Ecosyste.ms: Awesome

An open API service indexing awesome lists of open source software.

Awesome Lists | Featured Topics | Projects

https://github.com/hartmut-co-uk/pg-reindex-concurrently

Script designed for recreating indexes 'concurrently' to tackle 'index bloat' without locking tables (0 downtime).
https://github.com/hartmut-co-uk/pg-reindex-concurrently

index-bloat maintenance postgres postgresql postgresql-tool python

Last synced: 18 days ago
JSON representation

Script designed for recreating indexes 'concurrently' to tackle 'index bloat' without locking tables (0 downtime).

Host: GitHub
URL: https://github.com/hartmut-co-uk/pg-reindex-concurrently
Owner: hartmut-co-uk
Created: 2018-11-21T14:17:08.000Z (about 6 years ago)
Default Branch: master
Last Pushed: 2018-11-28T13:22:36.000Z (about 6 years ago)
Last Synced: 2024-10-29T10:13:51.252Z (2 months ago)
Topics: index-bloat, maintenance, postgres, postgresql, postgresql-tool, python
Language: Python
Size: 9.77 KB
Stars: 1
Watchers: 1
Forks: 1
Open Issues: 0
Metadata Files:
- Readme: README.md

Awesome Lists containing this project

README

# PostgreSQL 'Reindex Concurrently'

## Abstract

This script is designed for recreating indexes *concurrently* to tackle *index bloat*.
Currently it can be processed *by table(s)* and will **replace existing indexes** in a **safe** and **non-locking** fashion.
This is achieved by leveraging `CREATE INDEX CONCURRENTLY` + test validity
(as it can fail and leave behind an invalid index) + retry/cleanup in case of failure - but ultimately replaces
(`DROP` old, `RENAME` new index) indexes with new ones.

Works both for regular btree indexes and primary keys.

Takes a timeout so that it won't overrun your slow traffic period.
Note that this is the time to START a CREATE INDEX CONCURRENTLY, so a large index
may still overrun the timeout period, unless you use the --enforce-time switch.

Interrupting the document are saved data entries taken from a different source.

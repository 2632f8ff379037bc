//! Small helpers for string handling, JSON error classification and output
//! directory checks.

use chrono::{DateTime, Local};
use std::fs as stdfs;
use std::io;
use std::path::Path;
use tokio::fs;
use tracing::{info, instrument};

/// Truncate a string for logging purposes.
///
/// Long strings are cut to `max` bytes (backing off to a char boundary) with
/// an ellipsis and the number of dropped bytes appended.
///
/// ```ignore
/// assert_eq!(truncate_for_log("short", 100), "short");
/// assert_eq!(truncate_for_log(&"a".repeat(500), 10), "aaaaaaaaaa…(+490 bytes)");
/// ```
pub fn truncate_for_log(s: &str, max: usize) -> String {
    if s.len() <= max {
        return s.to_string();
    }
    let mut end = max;
    while !s.is_char_boundary(end) {
        end -= 1;
    }
    format!("{}…(+{} bytes)", &s[..end], s.len() - end)
}

/// Keep at most `max` characters of `s`.
pub fn truncate_chars(s: &str, max: usize) -> String {
    match s.char_indices().nth(max) {
        Some((idx, _)) => s[..idx].to_string(),
        None => s.to_string(),
    }
}

/// Detect if a serde_json error indicates truncated/incomplete JSON.
///
/// Oracle responses cut off at the token limit fail with an EOF error.
pub fn looks_truncated(e: &serde_json::Error) -> bool {
    use serde_json::error::Category;
    matches!(e.classify(), Category::Eof)
}

/// Turn a subject name into a filesystem-safe file stem.
///
/// Lowercases, collapses every run of characters outside `[a-z0-9]` into a
/// single `_` and trims leading/trailing underscores.
///
/// ```ignore
/// assert_eq!(file_stem("Acme Corp."), "acme_corp");
/// ```
pub fn file_stem(name: &str) -> String {
    let mut stem = String::with_capacity(name.len());
    for c in name.to_lowercase().chars() {
        if c.is_ascii_alphanumeric() {
            stem.push(c);
        } else if !stem.ends_with('_') {
            stem.push('_');
        }
    }
    let stem = stem.trim_matches('_');
    if stem.is_empty() {
        "news".to_string()
    } else {
        stem.to_string()
    }
}

/// Timestamp used in result file names, e.g. `20250422-0930`.
pub fn run_timestamp(now: DateTime<Local>) -> String {
    now.format("%Y%m%d-%H%M").to_string()
}

/// Ensure a directory exists and is writable.
///
/// Creates the directory if needed, then writes and removes a scratch file.
#[instrument(level = "info", skip_all, fields(path = %path.display()))]
pub async fn ensure_writable_dir(path: &Path) -> io::Result<()> {
    fs::create_dir_all(path).await?;
    // A small sync write keeps the error surface simple.
    let scratch_path = path.join("..__write_check__");
    stdfs::File::create(&scratch_path)?;
    let _ = stdfs::remove_file(&scratch_path);
    info!("Output directory is writable");
    Ok(())
}
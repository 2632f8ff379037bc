//! Tracing setup.
//!
//! Two sinks share the same event stream:
//!
//! - the console (stderr), filtered by `RUST_LOG` and quiet (`warn`) by
//!   default so the progress bar stays readable
//! - the per-run log file next to the results, always at `info`, plain
//!   text with RFC 3339 UTC timestamps

use std::fs::File;
use std::io;
use std::path::{Path, PathBuf};
use std::sync::Mutex;
use tracing::subscriber::DefaultGuard;
use tracing_subscriber::filter::LevelFilter;
use tracing_subscriber::fmt::time::UtcTime;
use tracing_subscriber::layer::SubscriberExt;
use tracing_subscriber::{EnvFilter, Layer, fmt as tfmt};

fn console_filter() -> EnvFilter {
    EnvFilter::try_from_default_env().unwrap_or_else(|_| EnvFilter::new("warn"))
}

/// Install the global console subscriber. Call once, first thing in `main`.
pub fn init_console() {
    tfmt()
        .with_env_filter(console_filter())
        .with_writer(io::stderr)
        .with_target(true)
        .with_file(false)
        .with_line_number(false)
        .with_timer(UtcTime::rfc_3339())
        .init();
}

/// Mirrors every `info`-or-above event of the current thread into a log
/// file until dropped. The console keeps receiving events as before.
pub struct LogSession {
    path: PathBuf,
    _guard: DefaultGuard,
}

impl LogSession {
    /// Create (or truncate) `path` and start logging into it.
    pub fn open(path: &Path) -> io::Result<Self> {
        let file = File::create(path)?;
        let file_layer = tfmt::layer()
            .with_writer(Mutex::new(file))
            .with_ansi(false)
            .with_target(true)
            .with_timer(UtcTime::rfc_3339())
            .with_filter(LevelFilter::INFO);
        let console_layer = tfmt::layer()
            .with_writer(io::stderr)
            .with_target(true)
            .with_timer(UtcTime::rfc_3339())
            .with_filter(console_filter());
        let subscriber = tracing_subscriber::registry()
            .with(console_layer)
            .with(file_layer);
        Ok(Self {
            path: path.to_path_buf(),
            _guard: tracing::subscriber::set_default(subscriber),
        })
    }

    pub fn path(&self) -> &Path {
        &self.path
    }
}
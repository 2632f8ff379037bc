//! NewsAPI.org article search.
//!
//! Uses the `/v2/everything` endpoint, newest first, restricted to the last
//! `lookback_days` days and one language. The provider's `content` and
//! `description` fields are kept as the fallback text for each article.

use super::ArticleSource;
use crate::config::Settings;
use crate::error::{ConfigError, SourceError};
use crate::models::ProviderArticle;
use async_trait::async_trait;
use chrono::{Duration, Utc};
use reqwest::Client;
use serde::Deserialize;
use std::fmt;
use std::time::Duration as StdDuration;
use tracing::{info, instrument, warn};

/// Largest page size the endpoint accepts.
pub const MAX_PAGE_SIZE: usize = 100;

/// Fallback tag for articles scored on NewsAPI's own content.
pub const FALLBACK_TAG: &str = "newsapi_content";

pub struct NewsApiSource {
    client: Client,
    url: String,
    api_key: String,
    language: String,
    lookback_days: i64,
}

impl NewsApiSource {
    pub fn new(api_key: &str, settings: &Settings) -> Result<Self, ConfigError> {
        let client = Client::builder()
            .timeout(StdDuration::from_secs(settings.source_timeout_secs))
            .build()?;
        Ok(Self {
            client,
            url: settings.newsapi_url.clone(),
            api_key: api_key.to_string(),
            language: settings.language.clone(),
            lookback_days: settings.lookback_days,
        })
    }
}

impl fmt::Debug for NewsApiSource {
    fn fmt(&self, f: &mut fmt::Formatter<'_>) -> fmt::Result {
        f.debug_struct("NewsApiSource")
            .field("url", &self.url)
            .field("api_key", &"<redacted>")
            .field("language", &self.language)
            .field("lookback_days", &self.lookback_days)
            .finish()
    }
}

#[async_trait]
impl ArticleSource for NewsApiSource {
    #[instrument(level = "info", skip_all, fields(%query, limit))]
    async fn fetch(&self, query: &str, limit: usize) -> Result<Vec<ProviderArticle>, SourceError> {
        let limit = limit.clamp(1, MAX_PAGE_SIZE);
        let to = Utc::now().date_naive();
        let from = (to - Duration::days(self.lookback_days)).to_string();
        let to = to.to_string();
        let page_size = limit.to_string();

        let response = self
            .client
            .get(&self.url)
            .query(&[
                ("q", query),
                ("from", from.as_str()),
                ("to", to.as_str()),
                ("language", self.language.as_str()),
                ("sortBy", "publishedAt"),
                ("pageSize", page_size.as_str()),
                ("apiKey", self.api_key.as_str()),
            ])
            .send()
            .await?;

        let status = response.status();
        if !status.is_success() {
            let body = response.text().await.unwrap_or_default();
            let message = serde_json::from_str::<NewsApiResponse>(&body)
                .ok()
                .and_then(|r| r.message)
                .unwrap_or(body);
            warn!(status = status.as_u16(), %message, "NewsAPI request failed");
            return Err(SourceError::Api {
                status: status.as_u16(),
                message,
            });
        }

        let body: NewsApiResponse = response.json().await?;
        if body.status == "error" {
            return Err(SourceError::Api {
                status: status.as_u16(),
                message: body.message.unwrap_or_else(|| "unknown error".to_string()),
            });
        }

        let articles = body
            .articles
            .into_iter()
            .take(limit)
            .map(ProviderArticle::from)
            .collect::<Vec<_>>();
        info!(count = articles.len(), "Fetched articles from NewsAPI");
        Ok(articles)
    }

    fn fallback_tag(&self) -> &'static str {
        FALLBACK_TAG
    }
}

#[derive(Debug, Deserialize)]
struct NewsApiResponse {
    #[serde(default)]
    status: String,
    #[serde(default)]
    message: Option<String>,
    #[serde(default)]
    articles: Vec<NewsApiArticle>,
}

#[derive(Debug, Deserialize)]
#[serde(rename_all = "camelCase")]
struct NewsApiArticle {
    title: Option<String>,
    source: Option<NewsApiSourceRef>,
    published_at: Option<String>,
    url: Option<String>,
    content: Option<String>,
    description: Option<String>,
}

#[derive(Debug, Deserialize)]
struct NewsApiSourceRef {
    name: Option<String>,
}

impl From<NewsApiArticle> for ProviderArticle {
    fn from(a: NewsApiArticle) -> Self {
        ProviderArticle {
            title: a.title.unwrap_or_default(),
            source: a.source.and_then(|s| s.name).unwrap_or_default(),
            published_at: a.published_at.unwrap_or_default(),
            url: a.url.unwrap_or_default(),
            content: a.content,
            description: a.description,
        }
    }
}

#[cfg(test)]
mod tests {
    use super::*;
    use mockito::Matcher;

    const RESPONSE: &str = r#"{
        "status": "ok",
        "totalResults": 2,
        "articles": [
            {
                "title": "Title One",
                "source": {"id": null, "name": "SourceA"},
                "publishedAt": "2025-04-21T10:00:00Z",
                "url": "http://example.com/one",
                "content": "Short summary one."
            },
            {
                "title": "Title Two",
                "source": {"name": "SourceB"},
                "publishedAt": "2025-04-21T12:00:00Z",
                "url": "http://example.com/two",
                "description": "Short summary two.",
                "content": null
            }
        ]
    }"#;

    fn settings_for(server: &mockito::ServerGuard) -> Settings {
        Settings {
            newsapi_url: format!("{}/v2/everything", server.url()),
            ..Settings::default()
        }
    }

    #[tokio::test]
    async fn test_fetch_maps_articles() {
        let mut server = mockito::Server::new_async().await;
        let mock = server
            .mock("GET", "/v2/everything")
            .match_query(Matcher::AllOf(vec![
                Matcher::UrlEncoded("q".into(), "Snowflake".into()),
                Matcher::UrlEncoded("pageSize".into(), "25".into()),
                Matcher::UrlEncoded("sortBy".into(), "publishedAt".into()),
                Matcher::UrlEncoded("language".into(), "en".into()),
                Matcher::UrlEncoded("apiKey".into(), "news-key".into()),
            ]))
            .with_status(200)
            .with_header("content-type", "application/json")
            .with_body(RESPONSE)
            .create_async()
            .await;

        let source = NewsApiSource::new("news-key", &settings_for(&server)).unwrap();
        let articles = source.fetch("Snowflake", 25).await.unwrap();

        assert_eq!(articles.len(), 2);
        assert_eq!(articles[0].title, "Title One");
        assert_eq!(articles[0].source, "SourceA");
        assert_eq!(articles[0].provider_text(), "Short summary one.");
        assert_eq!(articles[1].published_at, "2025-04-21T12:00:00Z");
        assert_eq!(articles[1].provider_text(), "Short summary two.");
        mock.assert_async().await;
    }

    #[tokio::test]
    async fn test_fetch_caps_page_size() {
        let mut server = mockito::Server::new_async().await;
        let mock = server
            .mock("GET", "/v2/everything")
            .match_query(Matcher::UrlEncoded("pageSize".into(), "100".into()))
            .with_status(200)
            .with_body(r#"{"status": "ok", "articles": []}"#)
            .create_async()
            .await;

        let source = NewsApiSource::new("news-key", &settings_for(&server)).unwrap();
        assert!(source.fetch("bitcoin", 500).await.unwrap().is_empty());
        mock.assert_async().await;
    }

    #[tokio::test]
    async fn test_fetch_surfaces_api_errors() {
        let mut server = mockito::Server::new_async().await;
        let _mock = server
            .mock("GET", "/v2/everything")
            .match_query(Matcher::Any)
            .with_status(401)
            .with_body(r#"{"status": "error", "code": "apiKeyInvalid", "message": "Your API key is invalid."}"#)
            .create_async()
            .await;

        let source = NewsApiSource::new("bad-key", &settings_for(&server)).unwrap();
        match source.fetch("Snowflake", 10).await.unwrap_err() {
            SourceError::Api { status, message } => {
                assert_eq!(status, 401);
                assert_eq!(message, "Your API key is invalid.");
            }
            other => panic!("unexpected error: {other:?}"),
        }
    }

    #[test]
    fn test_fallback_tag() {
        let source = NewsApiSource::new("k", &Settings::default()).unwrap();
        assert_eq!(source.fallback_tag(), "newsapi_content");
    }
}
//! Error types for each collaborator seam of the pipeline.
//!
//! Only [`RunError`] ever ends a run. Every other error is recovered per
//! article by the caller (fetch failures fall back to provider content,
//! oracle failures fall back to the heuristic summary) and only logged.

use std::path::PathBuf;
use thiserror::Error;

/// Configuration-level failures, detected before any article is processed.
#[derive(Debug, Error)]
pub enum ConfigError {
    #[error("failed to read config file {path}: {source}")]
    Read {
        path: PathBuf,
        #[source]
        source: std::io::Error,
    },

    #[error("invalid config file {path}: {source}")]
    Parse {
        path: PathBuf,
        #[source]
        source: serde_yaml::Error,
    },

    #[error("missing required credential: {0}")]
    MissingCredential(&'static str),

    #[error("failed to build HTTP client: {0}")]
    Client(#[from] reqwest::Error),
}

/// A single page could not be fetched. Always recovered by the fallback resolver.
#[derive(Debug, Error)]
pub enum FetchError {
    #[error("no URL to fetch")]
    EmptyUrl,

    #[error("request timed out")]
    Timeout,

    #[error("HTTP status {0}")]
    Status(u16),

    #[error("network error: {0}")]
    Network(String),
}

impl From<reqwest::Error> for FetchError {
    fn from(err: reqwest::Error) -> Self {
        if err.is_timeout() {
            FetchError::Timeout
        } else if let Some(status) = err.status() {
            FetchError::Status(status.as_u16())
        } else {
            FetchError::Network(err.to_string())
        }
    }
}

/// The article provider failed. Fatal to the run.
#[derive(Debug, Error)]
pub enum SourceError {
    #[error("network error: {0}")]
    Network(#[from] reqwest::Error),

    #[error("provider returned status {status}: {message}")]
    Api { status: u16, message: String },
}

/// The scoring oracle could not be reached or answered without content.
#[derive(Debug, Error)]
pub enum OracleError {
    #[error("oracle request timed out")]
    Timeout,

    #[error("oracle transport error: {0}")]
    Network(String),

    #[error("oracle API error {status}: {body}")]
    Api { status: u16, body: String },

    #[error("oracle response has no choices")]
    EmptyResponse,
}

impl From<reqwest::Error> for OracleError {
    fn from(err: reqwest::Error) -> Self {
        if err.is_timeout() {
            OracleError::Timeout
        } else {
            OracleError::Network(err.to_string())
        }
    }
}

/// Writing results to disk failed.
#[derive(Debug, Error)]
pub enum ExportError {
    #[error("IO error on {path}: {source}")]
    Io {
        path: PathBuf,
        #[source]
        source: std::io::Error,
    },

    #[error("JSON serialization error: {0}")]
    Json(#[from] serde_json::Error),

    #[error("CSV error: {0}")]
    Csv(#[from] csv::Error),
}

/// Errors that end a run early. Partial results are persisted before any of
/// these reaches `main`.
#[derive(Debug, Error)]
pub enum RunError {
    #[error("configuration error: {0}")]
    Config(#[from] ConfigError),

    #[error("article source failed: {0}")]
    Source(#[from] SourceError),

    #[error("failed to persist results: {0}")]
    Export(#[from] ExportError),

    #[error("interrupted after {completed} article(s)")]
    Interrupted { completed: usize },
}

#[cfg(test)]
mod tests {
    use super::*;

    #[test]
    fn test_run_error_wraps_config_error() {
        let err: RunError = ConfigError::MissingCredential("NEWSAPI_KEY").into();
        assert_eq!(
            err.to_string(),
            "configuration error: missing required credential: NEWSAPI_KEY"
        );
    }

    #[test]
    fn test_interrupted_message_counts_completed() {
        let err = RunError::Interrupted { completed: 3 };
        assert_eq!(err.to_string(), "interrupted after 3 article(s)");
    }

    #[test]
    fn test_fetch_error_display() {
        assert_eq!(FetchError::Status(404).to_string(), "HTTP status 404");
        assert_eq!(FetchError::EmptyUrl.to_string(), "no URL to fetch");
    }
}
use dioxus::prelude::*;

/// Inline error banner. Renders nothing for an empty message so views can
/// bind it straight to their error signal.
#[component]
pub fn ErrorBanner(message: String) -> Element {
    if message.is_empty() {
        return rsx! {};
    }
    rsx! {
        div { class: "banner banner-error", "{message}" }
    }
}

#[component]
pub fn SuccessBanner(message: String) -> Element {
    if message.is_empty() {
        return rsx! {};
    }
    rsx! {
        div { class: "banner banner-success", "{message}" }
    }
}
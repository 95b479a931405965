//! Error taxonomy for backend calls.
//!
//! Two shapes reach callers: a transport failure (network unreachable,
//! malformed body) or a non-2xx status with the most useful message the
//! response body offered. Views convert either into a single inline banner
//! string; nothing is retried and no status code is handled specially.

use thiserror::Error;

#[derive(Clone, Debug, Error, PartialEq)]
pub enum ApiError {
    #[error("{0}")]
    Transport(String),
    #[error("{message}")]
    Status { status: u16, message: String },
}

impl ApiError {
    /// The single human-readable string views show inline.
    pub fn message(&self) -> String {
        self.to_string()
    }

    pub(crate) fn transport(err: reqwest::Error) -> Self {
        ApiError::Transport(format!("request failed: {err}"))
    }

    pub(crate) fn status(status: u16, body: &str) -> Self {
        ApiError::Status {
            status,
            message: extract_message(status, body),
        }
    }
}

/// Pull a `message` or `error` field out of a JSON error body; otherwise
/// fall back to a generic string naming the HTTP status.
fn extract_message(status: u16, body: &str) -> String {
    if let Ok(value) = serde_json::from_str::<serde_json::Value>(body) {
        for key in ["message", "error"] {
            if let Some(text) = value.get(key).and_then(|v| v.as_str()) {
                if !text.is_empty() {
                    return text.to_string();
                }
            }
        }
    }
    format!("request failed (HTTP {status})")
}

#[cfg(test)]
mod tests {
    use super::*;

    #[test]
    fn message_field_is_preferred() {
        let err = ApiError::status(400, r#"{"message":"Score must be 1-5"}"#);
        assert_eq!(err.message(), "Score must be 1-5");
    }

    #[test]
    fn error_field_is_used_when_message_is_absent() {
        let err = ApiError::status(400, r#"{"error":"Username already taken"}"#);
        assert_eq!(err.message(), "Username already taken");
    }

    #[test]
    fn non_json_bodies_fall_back_to_a_generic_string() {
        let err = ApiError::status(502, "<html>Bad Gateway</html>");
        assert_eq!(err.message(), "request failed (HTTP 502)");
        let err = ApiError::status(404, "");
        assert_eq!(err.message(), "request failed (HTTP 404)");
    }

    #[test]
    fn non_string_fields_do_not_count() {
        let err = ApiError::status(500, r#"{"message": 42}"#);
        assert_eq!(err.message(), "request failed (HTTP 500)");
    }
}
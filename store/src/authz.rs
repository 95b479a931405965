//! Shared authorization predicates.
//!
//! Both the route guard wrapper and per-page conditional rendering consume
//! these, so the two enforcement points cannot drift apart. The backend
//! remains the actual enforcer; these only decide what the client shows
//! and which requests it is willing to issue.

use crate::session::{Role, Session};

/// Posting recipes is limited to cooks and admins.
pub fn can_create_recipe(session: Option<&Session>) -> bool {
    matches!(
        session.map(|s| s.role),
        Some(Role::Cook) | Some(Role::Admin)
    )
}

/// Edit/delete controls on a recipe: its author, or any admin.
pub fn can_manage_recipe(session: Option<&Session>, author_id: Option<i64>) -> bool {
    let Some(session) = session else {
        return false;
    };
    session.role == Role::Admin || author_id == Some(session.user_id)
}

/// Comment deletion: the comment's author, or any admin.
pub fn can_delete_comment(session: Option<&Session>, comment_author_id: Option<i64>) -> bool {
    let Some(session) = session else {
        return false;
    };
    session.role == Role::Admin || comment_author_id == Some(session.user_id)
}

/// The follow control is shown only when the viewer is logged in, the
/// author is somebody else, and the author is a cook or an admin. The
/// backend rejects follows of regular users; the client does not offer
/// them in the first place.
pub fn can_follow_author(
    session: Option<&Session>,
    author_id: Option<i64>,
    author_role: Option<Role>,
) -> bool {
    let Some(session) = session else {
        return false;
    };
    let Some(author_id) = author_id else {
        return false;
    };
    author_id != session.user_id
        && matches!(author_role, Some(Role::Cook) | Some(Role::Admin))
}

/// Admin user management, with the self-deletion guard: an admin may never
/// delete their own account from the user list. Checked before any network
/// call is issued.
pub fn can_delete_user(session: Option<&Session>, target_id: i64) -> bool {
    match session {
        Some(s) => s.role == Role::Admin && s.user_id != target_id,
        None => false,
    }
}

#[cfg(test)]
mod tests {
    use super::*;

    fn session(user_id: i64, role: Role) -> Session {
        Session::new("tok".into(), user_id, "u".into(), role)
    }

    #[test]
    fn recipe_creation_requires_cook_or_admin() {
        assert!(!can_create_recipe(None));
        assert!(!can_create_recipe(Some(&session(1, Role::User))));
        assert!(can_create_recipe(Some(&session(1, Role::Cook))));
        assert!(can_create_recipe(Some(&session(1, Role::Admin))));
    }

    #[test]
    fn recipe_management_is_author_or_admin() {
        let author = session(5, Role::Cook);
        assert!(can_manage_recipe(Some(&author), Some(5)));
        assert!(!can_manage_recipe(Some(&author), Some(6)));
        assert!(can_manage_recipe(Some(&session(1, Role::Admin)), Some(6)));
        assert!(!can_manage_recipe(None, Some(5)));
        // Unknown author: only admins get the controls.
        assert!(!can_manage_recipe(Some(&author), None));
        assert!(can_manage_recipe(Some(&session(1, Role::Admin)), None));
    }

    #[test]
    fn comment_deletion_is_author_or_admin() {
        assert!(can_delete_comment(Some(&session(3, Role::User)), Some(3)));
        assert!(!can_delete_comment(Some(&session(3, Role::User)), Some(4)));
        assert!(can_delete_comment(Some(&session(1, Role::Admin)), Some(4)));
        assert!(!can_delete_comment(None, Some(3)));
    }

    #[test]
    fn follow_is_offered_for_other_cooks_and_admins() {
        let viewer = session(2, Role::User);
        assert!(can_follow_author(Some(&viewer), Some(9), Some(Role::Cook)));
        assert!(can_follow_author(Some(&viewer), Some(9), Some(Role::Admin)));
        // Never for yourself.
        assert!(!can_follow_author(Some(&viewer), Some(2), Some(Role::Cook)));
        // Never for regular-user authors or unknown roles.
        assert!(!can_follow_author(Some(&viewer), Some(9), Some(Role::User)));
        assert!(!can_follow_author(Some(&viewer), Some(9), None));
        assert!(!can_follow_author(None, Some(9), Some(Role::Cook)));
    }

    #[test]
    fn admin_cannot_delete_own_account() {
        let admin = session(1, Role::Admin);
        assert!(can_delete_user(Some(&admin), 2));
        assert!(!can_delete_user(Some(&admin), 1));
        assert!(!can_delete_user(Some(&session(1, Role::User)), 2));
        assert!(!can_delete_user(None, 2));
    }
}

Collects stats and outputs information on index disk storage size before & after the reindexing.
When finished (or interrupted due to scheduled timeout period) outputs aggregated results for all processed indexes.

Reference: https://www.postgresql.org/docs/current/static/sql-createindex.html#SQL-CREATEINDEX-CONCURRENTLY

## Known supported PostgreSQL versions
- PostgreSQL 10 (any)

## Use

$ python scripts/reindex_concurrently.py -h
usage: reindex_concurrently.py [-h] [-t TABLES] [-i INDEXES] [-H DBHOST]
[-p DBPORT] -d DB [-U DBUSER] [-w DBPASS]
[-I IGNORED] [-m RUN_MIN] [--enforce-time]
[-r RETRIES] [--dry-run] [--pause PAUSE_TIME]
[--print-timestamps] [-l LOGFILE] [-v]
[--debug]

If an arg is specified in more than one place, then commandline values
override environment variables which override defaults.

optional arguments:
-h, --help show this help message and exit
-t TABLES, --tables TABLES
Comma-separated list of tables to reindex
concurrently. [env var: TABLES]
-i INDEXES, --indexes INDEXES
Comma-separated list of indexes to reindex
concurrently. [env var: INDEXES]
-H DBHOST, --host DBHOST
database hostname [env var: HOST]
-p DBPORT, --port DBPORT
database port [env var: PORT]
-d DB, --database DB Database to connect to. [env var: DATABASE]
-U DBUSER, --user DBUSER
database user [env var: USER]
-w DBPASS, --password DBPASS
database password [env var: PASSWORD]
-I IGNORED, --ignore-indexes IGNORED
Comma-separated list of indexes to ignore and skip
while processing tables. [env var: IGNORE_INDEXES]
-m RUN_MIN, --minutes RUN_MIN
Number of minutes to run before halting. Defaults to 2
hours [env var: MINUTES]
--enforce-time enforce time limit by terminating running queries [env
var: ENFORCE_TIME]
-r RETRIES, --retries RETRIES
Retry attempts if CREATE INDEX CONCURRENTLY fails
(invalid). [env var: RETRIES]
--dry-run dry run - print SQL statements only [env var: DRY_RUN]
--pause PAUSE_TIME seconds to pause between reindexing. Default is 5.
[env var: PAUSE]
--print-timestamps [env var: PRINT_TIMESTAMPS]
-l LOGFILE, --log LOGFILE
-v, --verbose [env var: VERBOSE]
--debug [env var: DEBUG]

## Docker

### Build

docker build -t hartmutcouk/pg-reindex-concurrently .

### Run

docker run -it --rm -e "TABLES=table1,table2" -e "HOST=localhost" -e "USER=dbuser" -e "MINUTES=180" -e "PASSWORD=secret" -e "DATABASE=dbname" -e "PRINT_TIMESTAMPS=1" -e "DRY_RUN=True" -e "PAUSE=0" --name pg-reindex-concurrently-job-01 pg-reindex-concurrently

### Dockerhub

Public docker image available on [Docker Hub](https://hub.docker.com/r/hartmutcouk/pg-reindex-concurrently/): `hartmutcouk/pg-reindex-concurrently`

## Alternative -> PG Extension 'pg_repack'

There's a PostgreSQL extension 'pg_repack' for
> Reorganize tables in PostgreSQL databases with minimal locks
Which comes with similar functionality (see `-x, --only-indexes`) ++ actual relocating of whole tables in order of _CLUSTER_.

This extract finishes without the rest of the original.